Bioaugmentation—taking existing beneficial bacteria, culturing them, and then adding more of them back into a biological system (not too different from eating probiotic yogurt for its purported beneficial effects on the human gut)—is the key to restoring amphibian populations.

Yet the real test of the bioaugmentation approach using J. lividum is going to depend on its safe and effective use in nature. Fortunately for the frogs, work starting in California's Sequoia and Kings Canyon National Park in the Sierras under the auspices of the National Park Service may add microbial oomph into the ecosystem. Vredenburg and his colleagues are carrying out a test this summer that involves applying J. lividum to populations of mountain yellow-legged frogs in an area where chytrid is just now showing up.

Harris points out that the existing management tools out there for addressing the chytrid problem are limited. Collecting individual frogs from ponds with dip nets and applying antifungal medications to individuals simply is not practical.

As promising as bioaugmentation may be, it's an area where research must proceed with caution, says Louise Rollins-Smith at Vanderbilt University Medical Center's Department of Microbiology and Immunology. She points out that bioaugmentation is routinely carried out in agriculture: "Bacillus thuringiensis was introduced to control caterpillars.
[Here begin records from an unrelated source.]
//! Persistent KV substrate backed by fjall.
//!
//! One fjall keyspace per instance; each column family maps to a fjall
//! partition, so families share a single journal (giving atomic
//! multi-family batches) while keeping independent trees, which makes
//! dropping a family cheap.
//!
//! Family names are mirrored into a small registry partition so
//! [`Kv::list_families`] works across restarts.

use std::path::Path;
use std::sync::Arc;

use async_trait::async_trait;
use bytes::Bytes;
use fjall::{Config, Keyspace, PartitionCreateOptions, PartitionHandle, PersistMode};
use parking_lot::RwLock;
use std::collections::HashMap;

use super::settings::{Compression, KvSettings};
use super::{
    BatchOp, FamilyHandle, Kv, KvError, KvIterator, KvProperty, KvResult, KvSnapshot,
    KvWriteOptions, L0FileInfo, WriteBatch,
};
use crate::util::BytesRange;

/// Partition holding one empty-valued key per family name.
const FAMILY_REGISTRY: &str = "__families";

fn from_fjall(err: fjall::Error) -> KvError {
    KvError::Io(err.to_string())
}

/// Persistent implementation of [`Kv`].
pub struct FjallKv {
    keyspace: Keyspace,
    registry: PartitionHandle,
    partitions: RwLock<HashMap<String, PartitionHandle>>,
    settings: KvSettings,
}

impl FjallKv {
    /// Opens (or creates) the keyspace at `path` and reopens every family
    /// recorded in the registry.
    pub fn open(path: impl AsRef<Path>, settings: &KvSettings) -> KvResult<Self> {
        let keyspace = Config::new(path)
            .cache_size(settings.cache_size)
            .open()
            .map_err(from_fjall)?;
        let registry = keyspace
            .open_partition(FAMILY_REGISTRY, PartitionCreateOptions::default())
            .map_err(from_fjall)?;

        let kv = Self {
            keyspace,
            registry,
            partitions: RwLock::new(HashMap::new()),
            settings: settings.clone(),
        };

        for name in kv.registered_families()? {
            let partition = kv.open_partition(&name)?;
            kv.partitions.write().insert(name, partition);
        }
        Ok(kv)
    }

    fn registered_families(&self) -> KvResult<Vec<String>> {
        let mut names = Vec::new();
        for entry in self.registry.iter() {
            let (key, _) = entry.map_err(from_fjall)?;
            let name = String::from_utf8(key.to_vec())
                .map_err(|_| KvError::Corruption("non-utf8 family name in registry".into()))?;
            names.push(name);
        }
        Ok(names)
    }

    fn open_partition(&self, name: &str) -> KvResult<PartitionHandle> {
        let block_size = if name == "metadata" {
            self.settings.metadata_block_size()
        } else {
            self.settings.block_size
        };
        let mut options = PartitionCreateOptions::default().block_size(block_size as u32);
        options = match self.settings.compression {
            Compression::None => options,
            _ => options.compression(fjall::CompressionType::Lz4),
        };
        self.keyspace
            .open_partition(name, options)
            .map_err(from_fjall)
    }

    fn partition(&self, family: &FamilyHandle) -> KvResult<PartitionHandle> {
        self.partitions
            .read()
            .get(family.name())
            .cloned()
            .ok_or_else(|| KvError::NotFound(family.name().to_string()))
    }
}

struct FjallSnapshot {
    snapshot: fjall::Snapshot,
}

#[async_trait]
impl KvSnapshot for FjallSnapshot {
    #[tracing::instrument(level = "trace", skip_all)]
    async fn get(&self, key: Bytes) -> KvResult<Option<Bytes>> {
        let value = self
            .snapshot
            .get(&key)
            .map_err(|err| from_fjall(err.into()))?;
        Ok(value.map(|v| Bytes::copy_from_slice(&v)))
    }

    #[tracing::instrument(level = "trace", skip_all)]
    async fn scan(&self, range: BytesRange) -> KvResult<Box<dyn KvIterator + Send>> {
        // The underlying lsm-tree range iterator is not `Send` (it holds
        // non-thread-affine lock guards), so it must be drained here rather
        // than boxed as a trait object; this preserves ordering and errors.
        let items: Vec<_> = self
            .snapshot
            .range(range)
            .map(|item| item.map_err(fjall::Error::from))
            .collect();
        Ok(Box::new(FjallIterator {
            inner: items.into_iter(),
        }))
    }
}

struct FjallIterator {
    inner: std::vec::IntoIter<fjall::Result<(fjall::Slice, fjall::Slice)>>,
}

#[async_trait]
impl KvIterator for FjallIterator {
    async fn next(&mut self) -> KvResult<Option<(Bytes, Bytes)>> {
        match self.inner.next() {
            Some(Ok((key, value))) => Ok(Some((
                Bytes::copy_from_slice(&key),
                Bytes::copy_from_slice(&value),
            ))),
            Some(Err(err)) => Err(from_fjall(err)),
            None => Ok(None),
        }
    }
}

#[async_trait]
impl Kv for FjallKv {
    #[tracing::instrument(level = "trace", skip_all)]
    async fn create_family(&self, name: &str) -> KvResult<FamilyHandle> {
        if !self.partitions.read().contains_key(name) {
            let partition = self.open_partition(name)?;
            self.registry
                .insert(name.as_bytes(), "")
                .map_err(from_fjall)?;
            self.partitions.write().insert(name.to_string(), partition);
        }
        Ok(FamilyHandle::new(name))
    }

    #[tracing::instrument(level = "trace", skip_all)]
    async fn drop_family(&self, family: &FamilyHandle) -> KvResult<()> {
        let partition = {
            let mut partitions = self.partitions.write();
            partitions
                .remove(family.name())
                .ok_or_else(|| KvError::NotFound(family.name().to_string()))?
        };
        self.registry
            .remove(family.name().as_bytes())
            .map_err(from_fjall)?;
        self.keyspace
            .delete_partition(partition)
            .map_err(from_fjall)
    }

    async fn list_families(&self) -> KvResult<Vec<String>> {
        Ok(self.partitions.read().keys().cloned().collect())
    }

    #[tracing::instrument(level = "trace", skip_all)]
    async fn write(&self, batch: WriteBatch, options: KvWriteOptions) -> KvResult<()> {
        let mut fjall_batch = self.keyspace.batch();
        {
            let partitions = self.partitions.read();
            for op in batch.ops() {
                match op {
                    BatchOp::Put { family, key, value } => {
                        let partition = partitions
                            .get(family.name())
                            .ok_or_else(|| KvError::NotFound(family.name().to_string()))?;
                        fjall_batch.insert(partition, key.as_ref(), value.as_ref());
                    }
                    BatchOp::Delete { family, key } => {
                        let partition = partitions
                            .get(family.name())
                            .ok_or_else(|| KvError::NotFound(family.name().to_string()))?;
                        fjall_batch.remove(partition, key.as_ref());
                    }
                }
            }
        }
        fjall_batch.commit().map_err(from_fjall)?;
        if options.sync_wal {
            self.keyspace
                .persist(PersistMode::SyncAll)
                .map_err(from_fjall)?;
        }
        Ok(())
    }

    #[tracing::instrument(level = "trace", skip_all)]
    async fn get(&self, family: &FamilyHandle, key: Bytes) -> KvResult<Option<Bytes>> {
        let partition = self.partition(family)?;
        let value = partition.get(&key).map_err(from_fjall)?;
        Ok(value.map(|v| Bytes::copy_from_slice(&v)))
    }

    async fn snapshot(&self, family: &FamilyHandle) -> KvResult<Arc<dyn KvSnapshot>> {
        let partition = self.partition(family)?;
        Ok(Arc::new(FjallSnapshot {
            snapshot: partition.snapshot(),
        }))
    }

    #[tracing::instrument(level = "trace", skip_all)]
    async fn flush(&self, family: &FamilyHandle) -> KvResult<()> {
        let partition = self.partition(family)?;
        partition.rotate_memtable_and_wait().map_err(from_fjall)?;
        Ok(())
    }

    async fn compact_range(&self, family: &FamilyHandle, _range: BytesRange) -> KvResult<()> {
        // fjall drives merges from its own compaction strategy; the closest
        // external nudge is sealing the active memtable so the strategy sees
        // the full picture.
        let partition = self.partition(family)?;
        partition.rotate_memtable_and_wait().map_err(from_fjall)?;
        Ok(())
    }

    async fn compact_files(&self, _family: &FamilyHandle, _files: &[u64]) -> KvResult<()> {
        Err(KvError::Unsupported("per-file compaction"))
    }

    async fn l0_files(&self, family: &FamilyHandle) -> KvResult<Vec<L0FileInfo>> {
        // No per-file metadata is exposed; callers treat an empty listing as
        // "partial compaction not applicable".
        self.partition(family)?;
        Ok(Vec::new())
    }

    async fn property(&self, family: &FamilyHandle, property: KvProperty) -> KvResult<u64> {
        let partition = self.partition(family)?;
        match property {
            KvProperty::NumL0Files => Ok(partition.segment_count() as u64),
            KvProperty::TotalDataBytes => Ok(partition.disk_space()),
            KvProperty::MemtableBytes => Err(KvError::Unsupported("memtable bytes")),
        }
    }

    async fn persist_wal(&self) -> KvResult<()> {
        self.keyspace
            .persist(PersistMode::SyncAll)
            .map_err(from_fjall)
    }

    async fn close(&self) -> KvResult<()> {
        self.keyspace
            .persist(PersistMode::SyncAll)
            .map_err(from_fjall)
    }
}

#[cfg(test)]
mod tests {
    use super::*;

    #[tokio::test]
    async fn should_write_and_read_back_from_disk() {
        // given
        let dir = tempfile::tempdir().unwrap();
        let kv = FjallKv::open(dir.path(), &KvSettings::default()).unwrap();
        let fam = kv.create_family("data").await.unwrap();

        // when
        let mut batch = WriteBatch::new();
        batch.put(&fam, Bytes::from_static(b"k"), Bytes::from_static(b"v"));
        kv.write(batch, KvWriteOptions { sync_wal: true })
            .await
            .unwrap();

        // then
        assert_eq!(
            kv.get(&fam, Bytes::from_static(b"k")).await.unwrap(),
            Some(Bytes::from_static(b"v"))
        );
    }

    #[tokio::test]
    async fn should_remember_families_across_reopen() {
        // given
        let dir = tempfile::tempdir().unwrap();
        {
            let kv = FjallKv::open(dir.path(), &KvSettings::default()).unwrap();
            kv.create_family("metadata").await.unwrap();
            kv.create_family("partition_1").await.unwrap();
            kv.close().await.unwrap();
        }

        // when
        let kv = FjallKv::open(dir.path(), &KvSettings::default()).unwrap();
        let mut names = kv.list_families().await.unwrap();
        names.sort();

        // then
        assert_eq!(names, vec!["metadata", "partition_1"]);
    }

    #[tokio::test]
    async fn should_scan_snapshot_in_key_order() {
        // given
        let dir = tempfile::tempdir().unwrap();
        let kv = FjallKv::open(dir.path(), &KvSettings::default()).unwrap();
        let fam = kv.create_family("data").await.unwrap();
        let mut batch = WriteBatch::new();
        for key in [b"b" as &[u8], b"a", b"c"] {
            batch.put(
                &fam,
                Bytes::copy_from_slice(key),
                Bytes::from_static(b"v"),
            );
        }
        kv.write(batch, KvWriteOptions::default()).await.unwrap();

        // when
        let snapshot = kv.snapshot(&fam).await.unwrap();
        let mut iter = snapshot.scan(BytesRange::all()).await.unwrap();
        let mut keys = Vec::new();
        while let Some((key, _)) = iter.next().await.unwrap() {
            keys.push(key);
        }

        // then
        assert_eq!(
            keys,
            vec![
                Bytes::from_static(b"a"),
                Bytes::from_static(b"b"),
                Bytes::from_static(b"c")
            ]
        );
    }
}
It affects other butterflies but it continues to be used commercially. It's considered safe—an 'environmentally friendly' solution to a pest problem"—mostly because it obviates the need for the application of chemicals.

J. lividum, she notes, is a naturally occurring organism on frogs' skins. The unanticipated, negative outcomes that can follow when non-native species enter naive populations—such as the now pestilential Kudzu (Pueraria lobata), a legume native to Japan that was introduced into the southern U.S. during the late 19th century—might not apply in the same way with a bioaugmentation approach to the chytrid problem. The microbe and the frog already exist as natural symbionts in nature. And, in any case, reintroducing frogs whose bacterial communities have been altered should be carried out initially in protected ponds located in isolated areas, Rollins-Smith says.

Vredenburg is developing a project to do just this. Starting in three weeks, he and his colleagues will collect cutaneous bacteria from mountain yellow-legged frogs in the isolated Dusy basin area of the Sierras: "We'll go in with skin swabs, take samples, culture bacteria, grow it in the lab at San Francisco State, then wait a week, go back out and inoculate a bunch of frogs," Vredenburg says. It is impossible to speculate on the outcomes, he adds, because research on protection has been carried out only in the lab, so far.

"The goal is for scientists to augment naturally occurring bacteria" so that these helpful symbiants can spread to even more frogs and other amphibians, Harris says.